Stored data entries:
//! Request payload inspection: query string, form fields and JSON bodies

use crate::record::LogicalRequest;
use serde::Serialize;
use serde_json::Value;
use tracing::debug;
use url::{form_urlencoded, Url};

/// Decoded request body
#[derive(Debug, Clone, PartialEq, Serialize)]
#[serde(tag = "kind", content = "value", rename_all = "camelCase")]
pub enum PostBody {
    Json(Value),
    Form(Vec<(String, String)>),
    Text(String),
    /// The browser reported a body that has not been delivered yet
    Pending,
}

/// Structured view of what a request sent
#[derive(Debug, Clone, Default, PartialEq, Serialize)]
#[serde(rename_all = "camelCase")]
pub struct RequestPayload {
    /// Query-string parameters in URL order
    pub query_params: Vec<(String, String)>,
    pub body: Option<PostBody>,
}

impl RequestPayload {
    /// Inspect a record
    pub fn from_request(record: &LogicalRequest) -> Self {
        let query_params = query_params(&record.url);
        let content_type = record
            .request_header("content-type")
            .map(str::to_ascii_lowercase);

        let body = match record.post_data.as_deref() {
            Some(data) => Some(decode_body(data, content_type.as_deref())),
            None if record.has_post_data => Some(PostBody::Pending),
            None => None,
        };

        Self { query_params, body }
    }

    /// Neither query parameters nor a body
    pub fn is_empty(&self) -> bool {
        self.query_params.is_empty() && self.body.is_none()
    }
}

/// Parse the query string of `url`
///
/// Placeholder or otherwise unparseable URLs yield no parameters.
pub fn query_params(url: &str) -> Vec<(String, String)> {
    match Url::parse(url) {
        Ok(parsed) => parsed.query_pairs().into_owned().collect(),
        Err(e) => {
            debug!("Skipping query params for {}: {}", url, e);
            Vec::new()
        }
    }
}

/// Parse an `application/x-www-form-urlencoded` body
pub fn form_fields(data: &str) -> Vec<(String, String)> {
    form_urlencoded::parse(data.as_bytes())
        .into_owned()
        .collect()
}

fn decode_body(data: &str, content_type: Option<&str>) -> PostBody {
    let content_type = content_type.unwrap_or_default();

    if content_type.contains("application/json") {
        return match serde_json::from_str(data) {
            Ok(value) => PostBody::Json(value),
            Err(_) => PostBody::Text(data.to_string()),
        };
    }
    if content_type.contains("application/x-www-form-urlencoded") {
        let fields = form_fields(data);
        return if fields.is_empty() {
            PostBody::Text(data.to_string())
        } else {
            PostBody::Form(fields)
        };
    }

    // Unknown content type: JSON first, then form fields, then raw text
    if let Ok(value) = serde_json::from_str::<Value>(data) {
        return PostBody::Json(value);
    }
    if data.contains('=') {
        let fields = form_fields(data);
        if !fields.is_empty() {
            return PostBody::Form(fields);
        }
    }
    PostBody::Text(data.to_string())
}
//! Diagnostic counters for dropped, raced and unrepresentable events

use cdp_types::RequestId;
use serde::Serialize;
use std::collections::HashSet;

/// Counters kept by the reducer; purely informational
#[derive(Debug, Clone, Default, Serialize)]
#[serde(rename_all = "camelCase")]
pub struct Diagnostics {
    /// Every event handed to the reducer, valid or not
    pub events_received: u64,
    pub requests_created: u64,
    pub redirects: u64,
    /// Initiating events re-delivered for a known id
    pub duplicate_initiations: u64,
    /// Initiating events without a URL
    pub missing_urls: u64,
    /// Initiating events dropped by an ignored URL prefix
    pub ignored_urls: u64,
    /// Events missing their correlating id or a required field
    pub malformed_events: u64,
    /// Methods the reducer does not handle
    pub unhandled_events: u64,
    /// Request-scoped events whose record does not exist
    pub orphan_events: u64,
    /// Cache hits reported without any initiating event
    pub cached_without_request: u64,
    /// Body fetch results that arrived after their record was cleared
    pub late_bodies: u64,
    pub body_fetch_failures: u64,
    #[serde(skip)]
    duplicate_ids: HashSet<RequestId>,
}

impl Diagnostics {
    /// Record a duplicate initiating event for `id`
    pub fn record_duplicate(&mut self, id: &RequestId) {
        self.duplicate_initiations += 1;
        self.duplicate_ids.insert(id.clone());
    }

    /// Number of distinct ids that saw a duplicate initiating event since the store was last
    /// cleared
    pub fn distinct_duplicate_ids(&self) -> usize {
        self.duplicate_ids.len()
    }

    /// Drop per-record state when the store is cleared; counters keep running for the session
    pub(crate) fn forget_records(&mut self) {
        self.duplicate_ids.clear();
    }
}

#[cfg(test)]
mod tests {
    use super::*;

    #[test]
    fn test_duplicate_tracking() {
        let mut diagnostics = Diagnostics::default();
        let id = RequestId::from("1");
        diagnostics.record_duplicate(&id);
        diagnostics.record_duplicate(&id);
        diagnostics.record_duplicate(&RequestId::from("2"));

        assert_eq!(diagnostics.duplicate_initiations, 3);
        assert_eq!(diagnostics.distinct_duplicate_ids(), 2);

        diagnostics.forget_records();
        assert_eq!(diagnostics.distinct_duplicate_ids(), 0);
        assert_eq!(diagnostics.duplicate_initiations, 3);
    }
}
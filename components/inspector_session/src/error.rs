//! Error types for the inspector session

use delivery_bridge::{BridgeError, TabId};
use request_tracker::{RequestId, TrackerError};
use thiserror::Error;

/// Errors that can occur in inspector session operations
#[derive(Error, Debug)]
pub enum InspectorError {
    #[error("Inspector is already attached to tab {0}")]
    AlreadyAttached(TabId),

    #[error("Inspector is not attached")]
    NotAttached,

    #[error("Request not found: {0}")]
    RequestNotFound(RequestId),

    /// Bodies were requested but no fetcher was configured
    #[error("No body fetcher configured")]
    NoBodyFetcher,

    #[error("Tracker error: {0}")]
    Tracker(#[from] TrackerError),

    #[error("Bridge error: {0}")]
    Bridge(#[from] BridgeError),

    /// Other errors
    #[error(transparent)]
    Other(#[from] anyhow::Error),
}

/// Result type for inspector operations
pub type Result<T> = std::result::Result<T, InspectorError>;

## Exercise aim
Every line above has to be restated word for word.

## Answer box
//! Request payload inspection: query string, form fields and JSON bodies

use crate::record::LogicalRequest;
use serde::Serialize;
use serde_json::Value;
use tracing::debug;
use url::{form_urlencoded, Url};

/// Decoded request body
#[derive(Debug, Clone, PartialEq, Serialize)]
#[serde(tag = "kind", content = "value", rename_all = "camelCase")]
pub enum PostBody {
    Json(Value),
    Form(Vec<(String, String)>),
    Text(String),
    /// The browser reported a body that has not been delivered yet
    Pending,
}

/// Structured view of what a request sent
#[derive(Debug, Clone, Default, PartialEq, Serialize)]
#[serde(rename_all = "camelCase")]
pub struct RequestPayload {
    /// Query-string parameters in URL order
    pub query_params: Vec<(String, String)>,
    pub body: Option<PostBody>,
}

impl RequestPayload {
    /// Inspect a record
    pub fn from_request(record: &LogicalRequest) -> Self {
        let query_params = query_params(&record.url);
        let content_type = record
            .request_header("content-type")
            .map(str::to_ascii_lowercase);

        let body = match record.post_data.as_deref() {
            Some(data) => Some(decode_body(data, content_type.as_deref())),
            None if record.has_post_data => Some(PostBody::Pending),
            None => None,
        };

        Self { query_params, body }
    }

    /// Neither query parameters nor a body
    pub fn is_empty(&self) -> bool {
        self.query_params.is_empty() && self.body.is_none()
    }
}

/// Parse the query string of `url`
///
/// Placeholder or otherwise unparseable URLs yield no parameters.
pub fn query_params(url: &str) -> Vec<(String, String)> {
    match Url::parse(url) {
        Ok(parsed) => parsed.query_pairs().into_owned().collect(),
        Err(e) => {
            debug!("Skipping query params for {}: {}", url, e);
            Vec::new()
        }
    }
}

/// Parse an `application/x-www-form-urlencoded` body
pub fn form_fields(data: &str) -> Vec<(String, String)> {
    form_urlencoded::parse(data.as_bytes())
        .into_owned()
        .collect()
}

fn decode_body(data: &str, content_type: Option<&str>) -> PostBody {
    let content_type = content_type.unwrap_or_default();

    if content_type.contains("application/json") {
        return match serde_json::from_str(data) {
            Ok(value) => PostBody::Json(value),
            Err(_) => PostBody::Text(data.to_string()),
        };
    }
    if content_type.contains("application/x-www-form-urlencoded") {
        let fields = form_fields(data);
        return if fields.is_empty() {
            PostBody::Text(data.to_string())
        } else {
            PostBody::Form(fields)
        };
    }

    // Unknown content type: JSON first, then form fields, then raw text
    if let Ok(value) = serde_json::from_str::<Value>(data) {
        return PostBody::Json(value);
    }
    if data.contains('=') {
        let fields = form_fields(data);
        if !fields.is_empty() {
            return PostBody::Form(fields);
        }
    }
    PostBody::Text(data.to_string())
}
//! Diagnostic counters for dropped, raced and unrepresentable events

use cdp_types::RequestId;
use serde::Serialize;
use std::collections::HashSet;

/// Counters kept by the reducer; purely informational
#[derive(Debug, Clone, Default, Serialize)]
#[serde(rename_all = "camelCase")]
pub struct Diagnostics {
    /// Every event handed to the reducer, valid or not
    pub events_received: u64,
    pub requests_created: u64,
    pub redirects: u64,
    /// Initiating events re-delivered for a known id
    pub duplicate_initiations: u64,
    /// Initiating events without a URL
    pub missing_urls: u64,
    /// Initiating events dropped by an ignored URL prefix
    pub ignored_urls: u64,
    /// Events missing their correlating id or a required field
    pub malformed_events: u64,
    /// Methods the reducer does not handle
    pub unhandled_events: u64,
    /// Request-scoped events whose record does not exist
    pub orphan_events: u64,
    /// Cache hits reported without any initiating event
    pub cached_without_request: u64,
    /// Body fetch results that arrived after their record was cleared
    pub late_bodies: u64,
    pub body_fetch_failures: u64,
    #[serde(skip)]
    duplicate_ids: HashSet<RequestId>,
}

impl Diagnostics {
    /// Record a duplicate initiating event for `id`
    pub fn record_duplicate(&mut self, id: &RequestId) {
        self.duplicate_initiations += 1;
        self.duplicate_ids.insert(id.clone());
    }

    /// Number of distinct ids that saw a duplicate initiating event since the store was last
    /// cleared
    pub fn distinct_duplicate_ids(&self) -> usize {
        self.duplicate_ids.len()
    }

    /// Drop per-record state when the store is cleared; counters keep running for the session
    pub(crate) fn forget_records(&mut self) {
        self.duplicate_ids.clear();
    }
}

#[cfg(test)]
mod tests {
    use super::*;

    #[test]
    fn test_duplicate_tracking() {
        let mut diagnostics = Diagnostics::default();
        let id = RequestId::from("1");
        diagnostics.record_duplicate(&id);
        diagnostics.record_duplicate(&id);
        diagnostics.record_duplicate(&RequestId::from("2"));

        assert_eq!(diagnostics.duplicate_initiations, 3);
        assert_eq!(diagnostics.distinct_duplicate_ids(), 2);

        diagnostics.forget_records();
        assert_eq!(diagnostics.distinct_duplicate_ids(), 0);
        assert_eq!(diagnostics.duplicate_initiations, 3);
    }
}
filename components/inspector_session/src/error.rs
//! Error types for the inspector session

use delivery_bridge::{BridgeError, TabId};
use request_tracker::{RequestId, TrackerError};
use thiserror::Error;

/// Errors that can occur in inspector session operations
#[derive(Error, Debug)]
pub enum InspectorError {
    #[error("Inspector is already attached to tab {0}")]
    AlreadyAttached(TabId),

    #[error("Inspector is not attached")]
    NotAttached,

    #[error("Request not found: {0}")]
    RequestNotFound(RequestId),

    /// Bodies were requested but no fetcher was configured
    #[error("No body fetcher configured")]
    NoBodyFetcher,

    #[error("Tracker error: {0}")]
    Tracker(#[from] TrackerError),

    #[error("Bridge error: {0}")]
    Bridge(#[from] BridgeError),

    /// Other errors
    #[error(transparent)]
    Other(#[from] anyhow::Error),
}

/// Result type for inspector operations
pub type Result<T> = std::result::Result<T, InspectorError>;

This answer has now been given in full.